Pushes for AMR cells – It repeatedly stresses that every State and Union Territory should establish State AMR Cells and prepare State Action Plans aligned with the national framework, supported by a national dashboard for progress reporting.
These developments signal that AMR is evolving from a technical health issue to a national development priority requiring multi-departmental engagement.
Where the new plan falls short?
No mechanisms for ensuring state action – The plan stresses that States must develop AMR Action Plans and establish AMR Cells, but it does not create any mechanism to ensure that they do so.
There is no formal Centre-State AMR platform, no joint review mechanism, no statutory requirement for States to notify or implement their plans.
Absence of financial pathway – No financial routes such as NHM-linked incentives are present ,that could anchor sustained State commitment.
Jurisdictional issue – Health services, veterinary oversight, agricultural antibiotic use, food-chain safety and waste regulation lie almost entirely within State jurisdiction, this is the pivotal gap.
Absenceoforganizedsystem – Without a structured method for political engagement, administrative follow-through and shared accountability, even a well-designed national plan risks remaining a technical document rather than a functional national programme.
What needs to be done?
Coordinated mechanism – To make the NAP-AMR 2.0 effective, India needs a clear architecture that brings political leadership, senior administrators and sectoral departments from all States into a unified system.

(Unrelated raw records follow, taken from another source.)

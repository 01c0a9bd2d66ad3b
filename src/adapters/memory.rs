//! Key-value memory for agents, backed by an in-process map or a REST store.

use std::collections::BTreeMap;
use std::sync::{Arc, PoisonError, RwLock};
use std::time::Duration;

use async_trait::async_trait;
use reqwest::StatusCode;
use serde::Deserialize;
use serde_json::{Value, json};

use super::http::{HttpBackend, check_status, transport_error};
use super::{Adapter, AdapterConfig, MEMORY, required_str, unsupported};
use crate::mcp::error::{McpError, McpResult};

/// Key looked up by `connect`. It is never written, so a healthy store
/// answers "not found".
pub const PROBE_KEY: &str = "__mcp_connection_probe__";

/// Storage contract behind the memory adapter.
#[async_trait]
pub trait KeyValueStore: Send + Sync + std::fmt::Debug {
    /// Fails with `NotFoundError` when `key` is absent.
    async fn get(&self, key: &str) -> McpResult<Value>;

    async fn set(&self, key: &str, value: Value) -> McpResult<()>;

    /// Returns whether a value was removed.
    async fn delete(&self, key: &str) -> McpResult<bool>;

    /// Keys in ascending order, optionally filtered by prefix.
    async fn list(&self, prefix: Option<&str>) -> McpResult<Vec<String>>;
}

fn key_not_found(key: &str) -> McpError {
    McpError::not_found(format!("{MEMORY}: key not found: {key}"))
}

// ─── In-process store ───────────────────────────────────────────────────────

#[derive(Debug, Default)]
pub struct InMemoryKv {
    entries: RwLock<BTreeMap<String, Value>>,
}

impl InMemoryKv {
    pub fn new() -> Self {
        Self::default()
    }
}

#[async_trait]
impl KeyValueStore for InMemoryKv {
    async fn get(&self, key: &str) -> McpResult<Value> {
        self.entries
            .read()
            .unwrap_or_else(PoisonError::into_inner)
            .get(key)
            .cloned()
            .ok_or_else(|| key_not_found(key))
    }

    async fn set(&self, key: &str, value: Value) -> McpResult<()> {
        self.entries
            .write()
            .unwrap_or_else(PoisonError::into_inner)
            .insert(key.to_string(), value);
        Ok(())
    }

    async fn delete(&self, key: &str) -> McpResult<bool> {
        Ok(self
            .entries
            .write()
            .unwrap_or_else(PoisonError::into_inner)
            .remove(key)
            .is_some())
    }

    async fn list(&self, prefix: Option<&str>) -> McpResult<Vec<String>> {
        let entries = self.entries.read().unwrap_or_else(PoisonError::into_inner);
        Ok(entries
            .keys()
            .filter(|k| prefix.is_none_or(|p| k.starts_with(p)))
            .cloned()
            .collect())
    }
}

// ─── REST store ─────────────────────────────────────────────────────────────

/// Remote store speaking `GET/PUT/DELETE {base}/keys/{key}` and
/// `GET {base}/keys?prefix=`. Values travel as `{"value": ...}`.
#[derive(Debug)]
pub struct HttpKv {
    backend: HttpBackend,
}

#[derive(Debug, Deserialize)]
struct ValueBody {
    value: Value,
}

#[derive(Debug, Deserialize)]
struct KeysBody {
    #[serde(default)]
    keys: Vec<String>,
}

impl HttpKv {
    pub fn new(endpoint: &str) -> McpResult<Self> {
        Ok(Self {
            backend: HttpBackend::new(MEMORY, endpoint)?,
        })
    }
}

#[async_trait]
impl KeyValueStore for HttpKv {
    async fn get(&self, key: &str) -> McpResult<Value> {
        let url = self.backend.endpoint(&["keys", key]);
        let body = self
            .backend
            .send_json(self.backend.client().get(url))
            .await
            .map_err(|err| match err {
                McpError::NotFound { .. } => key_not_found(key),
                other => other,
            })?;
        let parsed: ValueBody = serde_json::from_value(body)
            .map_err(|e| McpError::adapter(MEMORY, format!("unexpected response shape: {e}")))?;
        Ok(parsed.value)
    }

    async fn set(&self, key: &str, value: Value) -> McpResult<()> {
        let url = self.backend.endpoint(&["keys", key]);
        self.backend
            .send(self.backend.client().put(url).json(&json!({ "value": value })))
            .await?;
        Ok(())
    }

    async fn delete(&self, key: &str) -> McpResult<bool> {
        let url = self.backend.endpoint(&["keys", key]);
        let response = self
            .backend
            .client()
            .delete(url)
            .send()
            .await
            .map_err(|e| transport_error(MEMORY, &e))?;
        if response.status() == StatusCode::NOT_FOUND {
            return Ok(false);
        }
        check_status(MEMORY, response).await?;
        Ok(true)
    }

    async fn list(&self, prefix: Option<&str>) -> McpResult<Vec<String>> {
        let mut request = self.backend.client().get(self.backend.endpoint(&["keys"]));
        if let Some(prefix) = prefix {
            request = request.query(&[("prefix", prefix)]);
        }
        let body = self.backend.send_json(request).await?;
        let parsed: KeysBody = serde_json::from_value(body)
            .map_err(|e| McpError::adapter(MEMORY, format!("unexpected response shape: {e}")))?;
        let mut keys = parsed.keys;
        keys.sort();
        Ok(keys)
    }
}

// ─── Adapter ────────────────────────────────────────────────────────────────

#[derive(Debug)]
pub struct MemoryAdapter {
    store: Arc<dyn KeyValueStore>,
}

impl MemoryAdapter {
    pub fn new(store: Arc<dyn KeyValueStore>) -> Self {
        Self { store }
    }

    /// Memory adapter over the in-process store.
    pub fn in_process() -> Self {
        Self::new(Arc::new(InMemoryKv::new()))
    }

    /// Memory adapter over a REST store at `endpoint`.
    pub fn remote(endpoint: &str) -> McpResult<Self> {
        Ok(Self::new(Arc::new(HttpKv::new(endpoint)?)))
    }
}

#[async_trait]
impl Adapter for MemoryAdapter {
    fn name(&self) -> &str {
        MEMORY
    }

    fn defaults(&self) -> AdapterConfig {
        AdapterConfig::new(MEMORY, Duration::from_secs(5), 1)
    }

    async fn connect(&self) -> McpResult<()> {
        match self.store.get(PROBE_KEY).await {
            Ok(_) | Err(McpError::NotFound { .. }) => Ok(()),
            Err(err) => Err(McpError::connection(format!(
                "{MEMORY}: connection probe failed: {err}"
            ))),
        }
    }

    async fn execute(&self, operation: &str, args: Value) -> McpResult<Value> {
        match operation {
            "get" => {
                let key = required_str(MEMORY, &args, "key")?;
                let value = self.store.get(key).await?;
                Ok(json!({ "key": key, "value": value }))
            }
            "set" => {
                let key = required_str(MEMORY, &args, "key")?;
                let value = args
                    .get("value")
                    .cloned()
                    .ok_or_else(|| McpError::validation(format!("{MEMORY}: missing argument 'value'")))?;
                self.store.set(key, value).await?;
                Ok(json!({ "key": key, "stored": true }))
            }
            "delete" => {
                let key = required_str(MEMORY, &args, "key")?;
                let deleted = self.store.delete(key).await?;
                Ok(json!({ "key": key, "deleted": deleted }))
            }
            "list" => {
                let prefix = args.get("prefix").and_then(Value::as_str);
                let keys = self.store.list(prefix).await?;
                Ok(json!({ "count": keys.len(), "keys": keys }))
            }
            other => Err(unsupported(MEMORY, other)),
        }
    }
}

Dedicated council – A national-State AMR council, chaired by the Union Health Minister and guided by NITI Aayog, could provide the platform for regular review, joint decision-making and coordinated problem-solving across human health, veterinary sectors, agriculture, aquaculture, food systems and environmental regulation.
Framing of timelines and reviews – State engagement would also strengthen if the Union Government formally requested each State to prepare and notify its AMR Action Plan, with timelines and annual reviews.

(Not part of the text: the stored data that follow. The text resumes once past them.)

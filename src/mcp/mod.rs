//! Model Context Protocol (MCP) command core.
//!
//! Callers send JSON command envelopes:
//!
//! ```json
//! { "command": "search", "sessionId": "…", "parameters": { "query": "tokio" } }
//! ```
//!
//! and receive a response envelope carrying either `result` or
//! `error: { type, message }`.
//!
//! # Architecture
//!
//! - [`protocol`]: envelope parsing and response construction
//! - [`schema`]: shallow parameter validation
//! - [`registry`]: runtime command registration
//! - [`router`]: session resolution and handler dispatch
//! - [`error`]: the error taxonomy shared with the adapter layer

pub mod error;
pub mod protocol;
pub mod registry;
pub mod router;
pub mod schema;

pub use error::{ErrorKind, McpError, McpResult};
pub use protocol::{Command, ErrorBody, Response, build_response, parse_command};
pub use registry::{
    CommandHandler, CommandInfo, CommandRegistration, CommandRegistry, SessionContext, handler_fn,
};
pub use router::CommandRouter;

Strengthening communication – Experience from the National Health Mission (NHM) and tuberculosis (TB) programmes shows that high-level communication, especially through Chief Secretaries, can significantly shift administrative attention.
Strengthening financial mechanisms – Even modest conditional grants under the NHM can drive improvements in surveillance, stewardship, infection control and laboratory strengthening.

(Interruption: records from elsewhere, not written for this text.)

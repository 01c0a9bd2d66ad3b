//! Commands that forward to a backend adapter.
//!
//! Each command maps to one adapter operation. Parameters are passed through
//! as the operation's arguments, except `timeoutMs`, which overrides the
//! adapter's timeout for that call.

use std::time::Duration;

use async_trait::async_trait;
use serde_json::{Map, Value, json};

use crate::adapters::{self, AdapterRegistry, CallOptions};
use crate::mcp::{Command, CommandHandler, McpError, McpResult, SessionContext};

/// Parameter carrying the per-call timeout override.
pub const TIMEOUT_PARAM: &str = "timeoutMs";

/// Static description of an adapter-backed command.
#[derive(Debug, Clone, Copy)]
pub struct AdapterCommandSpec {
    pub command: &'static str,
    pub adapter: &'static str,
    pub operation: &'static str,
    pub description: &'static str,
}

pub const ADAPTER_COMMANDS: &[AdapterCommandSpec] = &[
    AdapterCommandSpec {
        command: "search",
        adapter: adapters::SEARCH,
        operation: "search",
        description: "Search the web",
    },
    AdapterCommandSpec {
        command: "fetch",
        adapter: adapters::FETCH,
        operation: "fetch",
        description: "Fetch a URL over HTTP(S)",
    },
    AdapterCommandSpec {
        command: "memory.get",
        adapter: adapters::MEMORY,
        operation: "get",
        description: "Read a value from memory",
    },
    AdapterCommandSpec {
        command: "memory.set",
        adapter: adapters::MEMORY,
        operation: "set",
        description: "Store a value in memory",
    },
    AdapterCommandSpec {
        command: "memory.delete",
        adapter: adapters::MEMORY,
        operation: "delete",
        description: "Remove a value from memory",
    },
    AdapterCommandSpec {
        command: "memory.list",
        adapter: adapters::MEMORY,
        operation: "list",
        description: "List memory keys",
    },
    AdapterCommandSpec {
        command: "vector.upsert",
        adapter: adapters::VECTOR,
        operation: "upsert",
        description: "Insert or replace vectors",
    },
    AdapterCommandSpec {
        command: "vector.query",
        adapter: adapters::VECTOR,
        operation: "query",
        description: "Nearest-neighbour search",
    },
    AdapterCommandSpec {
        command: "vector.delete",
        adapter: adapters::VECTOR,
        operation: "delete",
        description: "Delete vectors by id",
    },
    AdapterCommandSpec {
        command: "browser.content",
        adapter: adapters::BROWSER,
        operation: "content",
        description: "Render a page in a headless browser",
    },
    AdapterCommandSpec {
        command: "browser.screenshot",
        adapter: adapters::BROWSER,
        operation: "screenshot",
        description: "Screenshot a page as base64 PNG",
    },
];

impl AdapterCommandSpec {
    /// Parameter schema for the command.
    pub fn schema(&self) -> Value {
        let (properties, required) = match self.command {
            "search" => (
                json!({ "query": {"type": "string"}, "limit": {"type": "integer"} }),
                json!(["query"]),
            ),
            "fetch" | "browser.content" => (json!({ "url": {"type": "string"} }), json!(["url"])),
            "browser.screenshot" => (
                json!({ "url": {"type": "string"}, "fullPage": {"type": "boolean"} }),
                json!(["url"]),
            ),
            "memory.get" | "memory.delete" => {
                (json!({ "key": {"type": "string"} }), json!(["key"]))
            }
            "memory.set" => (json!({ "key": {"type": "string"} }), json!(["key", "value"])),
            "memory.list" => (json!({ "prefix": {"type": "string"} }), json!([])),
            "vector.upsert" => (
                json!({ "collection": {"type": "string"}, "points": {"type": "array"} }),
                json!(["collection", "points"]),
            ),
            "vector.query" => (
                json!({
                    "collection": {"type": "string"},
                    "vector": {"type": "array"},
                    "limit": {"type": "integer"},
                    "filter": {"type": ["object", "null"]}
                }),
                json!(["collection", "vector"]),
            ),
            "vector.delete" => (
                json!({ "collection": {"type": "string"}, "ids": {"type": "array"} }),
                json!(["collection", "ids"]),
            ),
            _ => (json!({}), json!([])),
        };

        let mut properties = properties;
        if let Value::Object(map) = &mut properties {
            map.insert(TIMEOUT_PARAM.to_string(), json!({"type": "integer"}));
        }
        json!({ "type": "object", "properties": properties, "required": required })
    }
}

/// Split the timeout override out of the command parameters.
pub fn split_call_options(parameters: &Map<String, Value>) -> McpResult<(Value, CallOptions)> {
    let mut args = parameters.clone();
    let timeout = match args.remove(TIMEOUT_PARAM) {
        None | Some(Value::Null) => None,
        Some(value) => match value.as_u64() {
            Some(ms) if ms > 0 => Some(Duration::from_millis(ms)),
            _ => {
                return Err(McpError::validation(format!(
                    "parameter '{TIMEOUT_PARAM}' must be a positive integer"
                )));
            }
        },
    };
    Ok((Value::Object(args), CallOptions { timeout }))
}

/// Forwards a command to `spec.adapter`.
#[derive(Debug)]
pub struct AdapterCommand {
    spec: AdapterCommandSpec,
    adapters: AdapterRegistry,
}

impl AdapterCommand {
    pub fn new(spec: AdapterCommandSpec, adapters: AdapterRegistry) -> Self {
        Self { spec, adapters }
    }
}

#[async_trait]
impl CommandHandler for AdapterCommand {
    async fn handle(&self, command: &Command, _session: &SessionContext) -> McpResult<Value> {
        let (args, options) = split_call_options(&command.parameters)?;
        self.adapters
            .execute(self.spec.adapter, self.spec.operation, args, options)
            .await
    }
}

When funding signals priority, States respond with administrative energy and policy focus.
Need for state’s commitment – India’s broader public health experience shows that real progress happens only when the Centre and States work within a structured, mutually accountable system.
For example, The National Tuberculosis Elimination Programme and its achievements arise from regular joint reviews, shared monitoring missions and clearly defined roles across levels of government.
The National Health Mission follows similar principles, where coordinated planning, dedicated funding signals and periodic performance assessments enable States to turn national priorities into on-ground action.
What lies ahead?
The NAP-AMR 2.0 provides the scientific and strategic foundation India needs. But its success will depend entirely on how effectively national and State systems work together.
AMR is driven by real-world practices along the entire One Health continuum — from hospitals and farms to markets, food chains and wastewater systems. Without strong State participation, national plans cannot have national impact.
India has an opportunity now to build a coordinated and accountable Centre-State model for AMR control.
If such a system is established, the country can achieve measurable progress and set an international example.
Without it, even the most well-crafted national plan may remain a document of intentions rather than a framework for action.
With stronger coordination, political commitment and sustained support across States and sectors, the NAP-AMR 2.0 can become a turning point in India’s AMR journey.